● WHAT YOU NEED TO DO:
All lines from the start of the listing below through the line containing "NorKyst integer fields." are to be written out again exactly, and no others.
BEGIN ENTRIES SHOWN
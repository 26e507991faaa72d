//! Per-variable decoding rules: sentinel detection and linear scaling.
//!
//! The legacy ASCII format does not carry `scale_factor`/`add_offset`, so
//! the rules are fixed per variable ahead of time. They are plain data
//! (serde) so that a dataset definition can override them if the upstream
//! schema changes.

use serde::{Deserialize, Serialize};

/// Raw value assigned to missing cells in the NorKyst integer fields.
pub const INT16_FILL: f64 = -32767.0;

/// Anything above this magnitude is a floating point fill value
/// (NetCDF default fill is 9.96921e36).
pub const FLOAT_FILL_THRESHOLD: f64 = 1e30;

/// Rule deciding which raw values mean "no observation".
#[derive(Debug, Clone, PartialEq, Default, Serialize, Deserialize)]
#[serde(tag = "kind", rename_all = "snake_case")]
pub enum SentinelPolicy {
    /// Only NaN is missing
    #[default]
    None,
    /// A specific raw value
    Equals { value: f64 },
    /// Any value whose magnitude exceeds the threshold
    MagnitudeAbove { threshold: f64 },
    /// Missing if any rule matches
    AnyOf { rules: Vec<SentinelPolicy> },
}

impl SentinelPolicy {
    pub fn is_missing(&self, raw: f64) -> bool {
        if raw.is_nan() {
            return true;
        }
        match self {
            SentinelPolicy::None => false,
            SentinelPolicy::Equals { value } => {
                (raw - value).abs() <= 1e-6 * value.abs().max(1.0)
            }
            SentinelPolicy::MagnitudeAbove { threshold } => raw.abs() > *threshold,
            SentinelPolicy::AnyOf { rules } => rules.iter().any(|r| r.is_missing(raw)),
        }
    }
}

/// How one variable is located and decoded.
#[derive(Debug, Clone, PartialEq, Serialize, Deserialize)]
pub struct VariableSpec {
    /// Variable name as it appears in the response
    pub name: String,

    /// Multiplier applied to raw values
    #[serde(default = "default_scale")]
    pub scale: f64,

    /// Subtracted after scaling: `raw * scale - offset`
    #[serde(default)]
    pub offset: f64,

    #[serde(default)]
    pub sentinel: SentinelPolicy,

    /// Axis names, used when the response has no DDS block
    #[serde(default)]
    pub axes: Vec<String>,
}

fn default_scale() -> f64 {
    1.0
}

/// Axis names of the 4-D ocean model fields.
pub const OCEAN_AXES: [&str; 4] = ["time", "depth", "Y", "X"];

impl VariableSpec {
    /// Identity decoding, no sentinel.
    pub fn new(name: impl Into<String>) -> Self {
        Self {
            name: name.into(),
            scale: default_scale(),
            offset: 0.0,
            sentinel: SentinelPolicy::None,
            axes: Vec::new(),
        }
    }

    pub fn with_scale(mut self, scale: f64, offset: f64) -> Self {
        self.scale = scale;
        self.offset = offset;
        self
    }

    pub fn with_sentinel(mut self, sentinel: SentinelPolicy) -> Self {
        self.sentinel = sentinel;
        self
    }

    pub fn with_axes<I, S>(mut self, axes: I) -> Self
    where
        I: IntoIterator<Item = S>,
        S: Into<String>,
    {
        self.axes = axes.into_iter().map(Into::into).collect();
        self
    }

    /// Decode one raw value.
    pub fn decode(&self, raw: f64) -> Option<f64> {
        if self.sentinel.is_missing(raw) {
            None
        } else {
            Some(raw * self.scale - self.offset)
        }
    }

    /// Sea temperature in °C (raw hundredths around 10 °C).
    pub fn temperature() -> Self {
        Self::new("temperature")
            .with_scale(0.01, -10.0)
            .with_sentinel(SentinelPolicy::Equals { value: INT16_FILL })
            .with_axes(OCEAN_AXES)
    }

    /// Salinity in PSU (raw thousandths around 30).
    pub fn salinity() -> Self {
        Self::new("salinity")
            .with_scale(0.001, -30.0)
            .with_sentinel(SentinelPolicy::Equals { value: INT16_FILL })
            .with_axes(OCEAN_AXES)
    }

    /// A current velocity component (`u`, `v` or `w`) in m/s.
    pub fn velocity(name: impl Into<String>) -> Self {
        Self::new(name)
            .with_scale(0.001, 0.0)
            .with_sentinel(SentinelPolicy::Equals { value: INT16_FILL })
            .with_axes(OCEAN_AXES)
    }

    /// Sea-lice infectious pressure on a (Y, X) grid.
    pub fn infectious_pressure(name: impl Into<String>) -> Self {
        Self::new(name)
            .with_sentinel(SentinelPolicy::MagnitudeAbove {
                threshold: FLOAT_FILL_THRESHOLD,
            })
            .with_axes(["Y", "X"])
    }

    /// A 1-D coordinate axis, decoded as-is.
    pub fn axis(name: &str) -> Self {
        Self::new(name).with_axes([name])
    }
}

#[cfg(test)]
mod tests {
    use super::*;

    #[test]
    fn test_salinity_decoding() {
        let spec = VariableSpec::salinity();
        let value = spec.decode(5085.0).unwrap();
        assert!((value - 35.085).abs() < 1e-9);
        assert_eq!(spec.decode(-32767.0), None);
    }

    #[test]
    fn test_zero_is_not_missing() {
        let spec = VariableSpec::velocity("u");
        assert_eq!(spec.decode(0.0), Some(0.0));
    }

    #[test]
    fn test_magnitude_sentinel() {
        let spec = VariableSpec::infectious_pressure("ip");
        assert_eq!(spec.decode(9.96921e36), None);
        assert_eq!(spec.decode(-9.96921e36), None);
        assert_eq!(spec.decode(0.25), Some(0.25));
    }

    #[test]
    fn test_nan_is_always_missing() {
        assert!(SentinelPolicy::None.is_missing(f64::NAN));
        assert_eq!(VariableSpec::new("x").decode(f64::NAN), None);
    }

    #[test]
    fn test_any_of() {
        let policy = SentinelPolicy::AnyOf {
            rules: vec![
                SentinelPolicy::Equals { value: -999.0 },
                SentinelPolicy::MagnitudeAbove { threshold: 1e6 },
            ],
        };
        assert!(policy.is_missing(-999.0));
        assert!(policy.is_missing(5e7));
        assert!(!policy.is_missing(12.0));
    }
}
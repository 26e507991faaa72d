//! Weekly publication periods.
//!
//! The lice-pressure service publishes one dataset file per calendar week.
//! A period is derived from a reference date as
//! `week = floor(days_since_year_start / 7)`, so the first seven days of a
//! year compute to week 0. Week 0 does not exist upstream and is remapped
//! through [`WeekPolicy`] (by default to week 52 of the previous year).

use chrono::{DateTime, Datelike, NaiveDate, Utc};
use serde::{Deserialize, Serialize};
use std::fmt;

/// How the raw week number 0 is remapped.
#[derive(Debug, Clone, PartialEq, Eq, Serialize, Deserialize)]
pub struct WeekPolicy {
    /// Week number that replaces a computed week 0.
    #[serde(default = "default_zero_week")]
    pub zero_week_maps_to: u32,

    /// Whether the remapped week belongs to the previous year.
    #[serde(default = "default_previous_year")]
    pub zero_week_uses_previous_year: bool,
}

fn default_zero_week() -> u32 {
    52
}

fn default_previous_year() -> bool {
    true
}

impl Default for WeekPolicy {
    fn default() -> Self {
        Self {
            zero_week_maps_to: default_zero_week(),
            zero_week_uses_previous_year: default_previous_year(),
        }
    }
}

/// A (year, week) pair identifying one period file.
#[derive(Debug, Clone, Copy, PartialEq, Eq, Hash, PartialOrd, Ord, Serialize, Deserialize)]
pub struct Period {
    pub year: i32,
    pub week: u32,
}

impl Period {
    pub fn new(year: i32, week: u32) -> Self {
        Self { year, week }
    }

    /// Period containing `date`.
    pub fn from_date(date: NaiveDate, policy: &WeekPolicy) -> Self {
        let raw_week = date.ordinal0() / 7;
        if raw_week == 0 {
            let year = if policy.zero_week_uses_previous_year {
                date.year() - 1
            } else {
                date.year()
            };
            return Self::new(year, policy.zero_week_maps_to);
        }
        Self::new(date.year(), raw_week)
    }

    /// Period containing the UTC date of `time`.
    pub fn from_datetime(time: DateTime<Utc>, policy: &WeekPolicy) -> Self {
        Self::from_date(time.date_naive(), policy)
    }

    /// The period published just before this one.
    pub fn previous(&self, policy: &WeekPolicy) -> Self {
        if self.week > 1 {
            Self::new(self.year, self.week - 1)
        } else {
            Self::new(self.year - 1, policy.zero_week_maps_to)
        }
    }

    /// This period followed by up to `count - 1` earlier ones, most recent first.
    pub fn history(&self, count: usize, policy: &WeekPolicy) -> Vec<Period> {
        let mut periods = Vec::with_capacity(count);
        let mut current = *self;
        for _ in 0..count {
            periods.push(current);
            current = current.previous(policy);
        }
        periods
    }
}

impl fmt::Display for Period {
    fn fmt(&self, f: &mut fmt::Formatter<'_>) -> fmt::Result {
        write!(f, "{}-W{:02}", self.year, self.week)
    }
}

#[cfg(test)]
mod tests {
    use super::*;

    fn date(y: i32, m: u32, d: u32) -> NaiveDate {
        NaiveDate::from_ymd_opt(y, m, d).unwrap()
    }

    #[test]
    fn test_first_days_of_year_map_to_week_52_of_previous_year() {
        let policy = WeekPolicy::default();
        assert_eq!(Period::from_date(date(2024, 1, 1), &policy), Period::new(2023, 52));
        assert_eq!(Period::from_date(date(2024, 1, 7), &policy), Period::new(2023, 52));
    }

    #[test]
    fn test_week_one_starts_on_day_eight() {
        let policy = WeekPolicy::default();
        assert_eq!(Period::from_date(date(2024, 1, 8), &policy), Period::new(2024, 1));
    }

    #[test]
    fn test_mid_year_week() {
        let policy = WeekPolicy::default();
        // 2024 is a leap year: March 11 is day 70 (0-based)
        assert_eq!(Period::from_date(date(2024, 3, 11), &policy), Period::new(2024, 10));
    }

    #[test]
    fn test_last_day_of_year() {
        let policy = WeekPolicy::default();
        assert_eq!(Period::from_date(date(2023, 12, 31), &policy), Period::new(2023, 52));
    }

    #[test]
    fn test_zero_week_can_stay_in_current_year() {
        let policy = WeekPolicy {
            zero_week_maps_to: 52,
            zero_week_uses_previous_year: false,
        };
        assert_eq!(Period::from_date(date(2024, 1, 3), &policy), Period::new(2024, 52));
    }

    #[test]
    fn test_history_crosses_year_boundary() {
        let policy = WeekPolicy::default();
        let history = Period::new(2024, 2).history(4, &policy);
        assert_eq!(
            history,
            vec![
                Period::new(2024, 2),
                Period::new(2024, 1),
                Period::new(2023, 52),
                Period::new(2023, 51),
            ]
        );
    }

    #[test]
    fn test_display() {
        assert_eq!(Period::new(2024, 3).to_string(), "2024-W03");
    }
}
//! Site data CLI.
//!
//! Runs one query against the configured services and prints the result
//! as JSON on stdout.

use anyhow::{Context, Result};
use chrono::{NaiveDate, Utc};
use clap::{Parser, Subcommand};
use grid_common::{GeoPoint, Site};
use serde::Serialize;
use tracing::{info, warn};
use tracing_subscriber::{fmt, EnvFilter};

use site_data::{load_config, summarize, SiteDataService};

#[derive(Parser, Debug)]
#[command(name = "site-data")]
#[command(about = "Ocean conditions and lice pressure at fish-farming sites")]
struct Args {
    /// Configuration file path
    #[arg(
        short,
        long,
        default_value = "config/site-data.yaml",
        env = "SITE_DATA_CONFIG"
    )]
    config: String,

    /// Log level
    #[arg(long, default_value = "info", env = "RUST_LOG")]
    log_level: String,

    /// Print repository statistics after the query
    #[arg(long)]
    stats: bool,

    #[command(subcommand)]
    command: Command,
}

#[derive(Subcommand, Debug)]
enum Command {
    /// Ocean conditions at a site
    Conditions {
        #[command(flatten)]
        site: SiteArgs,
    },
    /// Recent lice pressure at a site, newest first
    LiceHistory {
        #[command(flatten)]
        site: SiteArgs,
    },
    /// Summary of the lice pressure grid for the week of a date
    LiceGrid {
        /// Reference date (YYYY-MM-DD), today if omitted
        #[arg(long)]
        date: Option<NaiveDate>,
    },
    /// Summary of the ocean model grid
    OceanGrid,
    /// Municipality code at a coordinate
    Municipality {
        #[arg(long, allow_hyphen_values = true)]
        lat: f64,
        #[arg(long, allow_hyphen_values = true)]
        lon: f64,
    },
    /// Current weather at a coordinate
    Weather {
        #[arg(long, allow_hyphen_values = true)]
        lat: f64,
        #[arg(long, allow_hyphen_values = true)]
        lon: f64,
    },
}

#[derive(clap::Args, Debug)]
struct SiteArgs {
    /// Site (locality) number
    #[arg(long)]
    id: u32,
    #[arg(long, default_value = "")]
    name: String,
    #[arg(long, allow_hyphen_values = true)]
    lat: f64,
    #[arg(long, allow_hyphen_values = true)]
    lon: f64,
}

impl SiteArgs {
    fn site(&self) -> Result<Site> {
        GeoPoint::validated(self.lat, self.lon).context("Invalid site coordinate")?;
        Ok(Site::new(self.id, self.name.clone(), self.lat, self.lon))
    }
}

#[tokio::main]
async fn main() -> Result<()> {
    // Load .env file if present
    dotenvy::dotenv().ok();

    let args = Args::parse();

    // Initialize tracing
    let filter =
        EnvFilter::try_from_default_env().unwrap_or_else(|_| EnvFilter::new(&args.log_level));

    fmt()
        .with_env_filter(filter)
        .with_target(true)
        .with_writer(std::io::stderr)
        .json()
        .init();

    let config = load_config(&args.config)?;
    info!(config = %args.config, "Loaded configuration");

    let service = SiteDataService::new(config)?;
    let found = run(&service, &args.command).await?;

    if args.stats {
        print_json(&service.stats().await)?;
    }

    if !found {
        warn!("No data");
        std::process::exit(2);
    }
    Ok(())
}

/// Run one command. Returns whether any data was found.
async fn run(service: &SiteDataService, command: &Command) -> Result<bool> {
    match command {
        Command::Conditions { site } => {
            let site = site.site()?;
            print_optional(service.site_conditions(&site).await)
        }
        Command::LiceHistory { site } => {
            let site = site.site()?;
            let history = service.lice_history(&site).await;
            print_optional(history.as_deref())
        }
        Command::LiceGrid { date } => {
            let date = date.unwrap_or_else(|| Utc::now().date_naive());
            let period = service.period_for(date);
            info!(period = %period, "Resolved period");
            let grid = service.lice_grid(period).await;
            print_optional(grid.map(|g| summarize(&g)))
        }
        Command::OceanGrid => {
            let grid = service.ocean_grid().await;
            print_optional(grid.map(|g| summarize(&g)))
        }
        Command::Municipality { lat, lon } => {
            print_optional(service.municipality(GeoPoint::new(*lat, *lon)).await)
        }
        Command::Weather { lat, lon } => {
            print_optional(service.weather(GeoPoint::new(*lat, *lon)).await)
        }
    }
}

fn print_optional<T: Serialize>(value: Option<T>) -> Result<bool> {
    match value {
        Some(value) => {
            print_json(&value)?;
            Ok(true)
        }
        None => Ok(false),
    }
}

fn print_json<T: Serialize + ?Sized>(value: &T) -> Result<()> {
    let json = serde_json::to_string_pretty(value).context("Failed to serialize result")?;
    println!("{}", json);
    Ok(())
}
END ENTRIES SHOWN
● FINISHED EXERCISE:
repository 26e507991faaa72d
//! Per-variable decoding rules: sentinel detection and linear scaling.
//!
//! The legacy ASCII format does not carry `scale_factor`/`add_offset`, so
//! the rules are fixed per variable ahead of time. They are plain data
//! (serde) so that a dataset definition can override them if the upstream
//! schema changes.

use serde::{Deserialize, Serialize};

/// Raw value assigned to missing cells in the NorKyst integer fields.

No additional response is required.